Despite his anger, Art found reasons to think it might not be a bad idea. Since their big print run for Beto had failed to produce a nest egg, he and Natalie had nothing but the fifty grand in counterfeit they’d brought with them, along with another seven thousand in genuine that they’d converted prior to their arrival. While that was good traveling money, it was hardly enough to settle down with, since they’d first have to convert it, which they couldn’t do locally without alerting the authorities. They’d even discussed doing another big batch and proceeding with their plans in Arkansas once things calmed down in the lower forty-eight. But printing in Alaska made a lot of sense. Nobody knew
he was there, it was off the map, and the land they’d be building their house on was far more beautiful and free. Best of all, he and his pops would get to make up for lost time.
“I’ll think about it,” he told his dad, but by the time they reached the house he’d already made up his mind.
CONVINCING NATALIE WAS NOT SO EASY. As a country girl who adored hiking and camping as much as Art, she found Alaska the most epic, awe-inspiring place she’d ever seen—even a great place to live if you could endure the winter—but she did not trust Senior. Although she’d kept it to herself, she had come to believe that the only reason they were still there was because Art had shown his dad a bill that first night.
“Granted, he hasn’t seen you in twenty years, but don’t you think it’s a bit odd that he’s so nice to us?” she said after Art related his father’s plan. “He’s been an asshole your whole life, and now all of a sudden he gives you a car, wants to build you a house. You really think that’s sincere?”
“Yeah, I do,” Art said. Although he’d told Natalie about the fight during the dog food run, she hadn’t seen how shaken Senior had been, how Art had verbally ripped off his skin, and how beneath it he’d sensed genuine regret and fear of losing his son again. His father had told him that he loved him twice, but just as importantly, Art knew that his father liked him. Senior was having as much fun hanging out as he was. “You’re wrong about him,” he told Natalie, “I know you’re wrong, because you haven’t been there during these moments. This isn’t about the money.”

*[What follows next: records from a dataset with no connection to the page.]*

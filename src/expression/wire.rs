//! Binary wire form of parsed expressions.
//!
//! A compiled filter keeps its source expression so it can be shipped to
//! another process and recompiled there. The format is a single version
//! byte followed by the bincode payload of the [`Expression`] tree.

use super::expr::Expression;
use thiserror::Error;

/// Current wire format version
pub const WIRE_VERSION: u8 = 1;

#[derive(Error, Debug)]
pub enum WireError {
    #[error("Empty expression payload")]
    Empty,

    #[error("Unsupported expression wire version: {0}")]
    UnsupportedVersion(u8),

    #[error("Expression codec error: {0}")]
    Codec(#[from] bincode::Error),
}

/// Encode an expression. Literals holding live objects cannot be encoded.
pub fn encode(expr: &Expression) -> Result<Vec<u8>, WireError> {
    let payload = bincode::serialize(expr)?;
    let mut buf = Vec::with_capacity(payload.len() + 1);
    buf.push(WIRE_VERSION);
    buf.extend_from_slice(&payload);
    Ok(buf)
}

pub fn decode(data: &[u8]) -> Result<Expression, WireError> {
    let (version, payload) = data.split_first().ok_or(WireError::Empty)?;
    if *version != WIRE_VERSION {
        return Err(WireError::UnsupportedVersion(*version));
    }
    Ok(bincode::deserialize(payload)?)
}
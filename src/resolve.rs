//! Dotted-path navigation over object graphs.
//!
//! A [`Resolvable`] exposes named properties; a property may itself hold a
//! [`Value::Object`], so a path such as `object.parent.name` walks the graph
//! one segment at a time. The same navigation backs in-process evaluation
//! and the rows returned by backends.

use crate::value::Value;
use std::collections::{BTreeMap, HashMap};
use std::sync::Arc;

/// An object whose properties can be looked up by name
pub trait Resolvable: Send + Sync {
    /// Get a single property, or `None` when the object has no such property
    fn get(&self, property: &str) -> Option<Value>;

    /// Names of the properties this object exposes
    fn keys(&self) -> Vec<String>;
}

/// Resolves complete dotted paths, including the root segment
pub trait Resolver: Send + Sync {
    fn resolve(&self, path: &str) -> Option<Value>;
}

/// Resolvable backed by an ordered property map
#[derive(Debug, Clone, Default, PartialEq)]
pub struct MapResolvable {
    properties: BTreeMap<String, Value>,
}

impl MapResolvable {
    pub fn new() -> Self {
        Self::default()
    }

    /// Builder-style insertion
    pub fn with(mut self, property: impl Into<String>, value: impl Into<Value>) -> Self {
        self.properties.insert(property.into(), value.into());
        self
    }

    pub fn insert(&mut self, property: impl Into<String>, value: impl Into<Value>) -> Option<Value> {
        self.properties.insert(property.into(), value.into())
    }

    pub fn contains(&self, property: &str) -> bool {
        self.properties.contains_key(property)
    }

    pub fn len(&self) -> usize {
        self.properties.len()
    }

    pub fn is_empty(&self) -> bool {
        self.properties.is_empty()
    }

    pub fn into_shared(self) -> Arc<dyn Resolvable> {
        Arc::new(self)
    }
}

impl Resolvable for MapResolvable {
    fn get(&self, property: &str) -> Option<Value> {
        self.properties.get(property).cloned()
    }

    fn keys(&self) -> Vec<String> {
        self.properties.keys().cloned().collect()
    }
}

/// Walk the remaining path segments starting at `value`.
///
/// Navigating into a collection maps the rest of the path over every
/// element and yields the collection of results.
pub fn navigate(value: &Value, segments: &[&str]) -> Option<Value> {
    let Some((first, rest)) = segments.split_first() else {
        return Some(value.clone());
    };

    match value {
        Value::Object(object) => {
            let next = object.0.get(first)?;
            navigate(&next, rest)
        }
        Value::Collection(items) => {
            let mapped: Vec<Value> = items
                .iter()
                .filter_map(|item| navigate(item, segments))
                .collect();
            Some(Value::Collection(mapped))
        }
        _ => None,
    }
}

/// Resolver over a set of named root objects
#[derive(Clone, Default)]
pub struct PropertyResolver {
    roots: HashMap<String, Arc<dyn Resolvable>>,
}

impl PropertyResolver {
    pub fn new() -> Self {
        Self::default()
    }

    pub fn with_root(mut self, name: impl Into<String>, root: Arc<dyn Resolvable>) -> Self {
        self.roots.insert(name.into(), root);
        self
    }

    pub fn insert_root(
        &mut self,
        name: impl Into<String>,
        root: Arc<dyn Resolvable>,
    ) -> Option<Arc<dyn Resolvable>> {
        self.roots.insert(name.into(), root)
    }

    pub fn root(&self, name: &str) -> Option<&Arc<dyn Resolvable>> {
        self.roots.get(name)
    }

    pub fn is_empty(&self) -> bool {
        self.roots.is_empty()
    }
}

impl Resolver for PropertyResolver {
    fn resolve(&self, path: &str) -> Option<Value> {
        let segments: Vec<&str> = path.split('.').collect();
        let (root_name, rest) = segments.split_first()?;
        let root = self.roots.get(*root_name)?;
        navigate(&Value::object(root.clone()), rest)
    }
}

/// Split a dotted path into its root segment and the remainder
pub fn split_root(path: &str) -> (&str, Option<&str>) {
    match path.split_once('.') {
        Some((root, rest)) => (root, Some(rest)),
        None => (path, None),
    }
}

“You’re right, I haven’t been there,” Natalie said. “I’ve been stuck in this fucking trailer, or getting away from Granny Clampett.” She’d been trying to avoid both Senior and Anice as much as possible, often taking Alex on tours of the region in one of Senior’s cars while Art and his dad bonded. “Fine,” she told Art. “If you think your dad is so sincere, then tell him no. Refuse to print and see what he says about living here then.”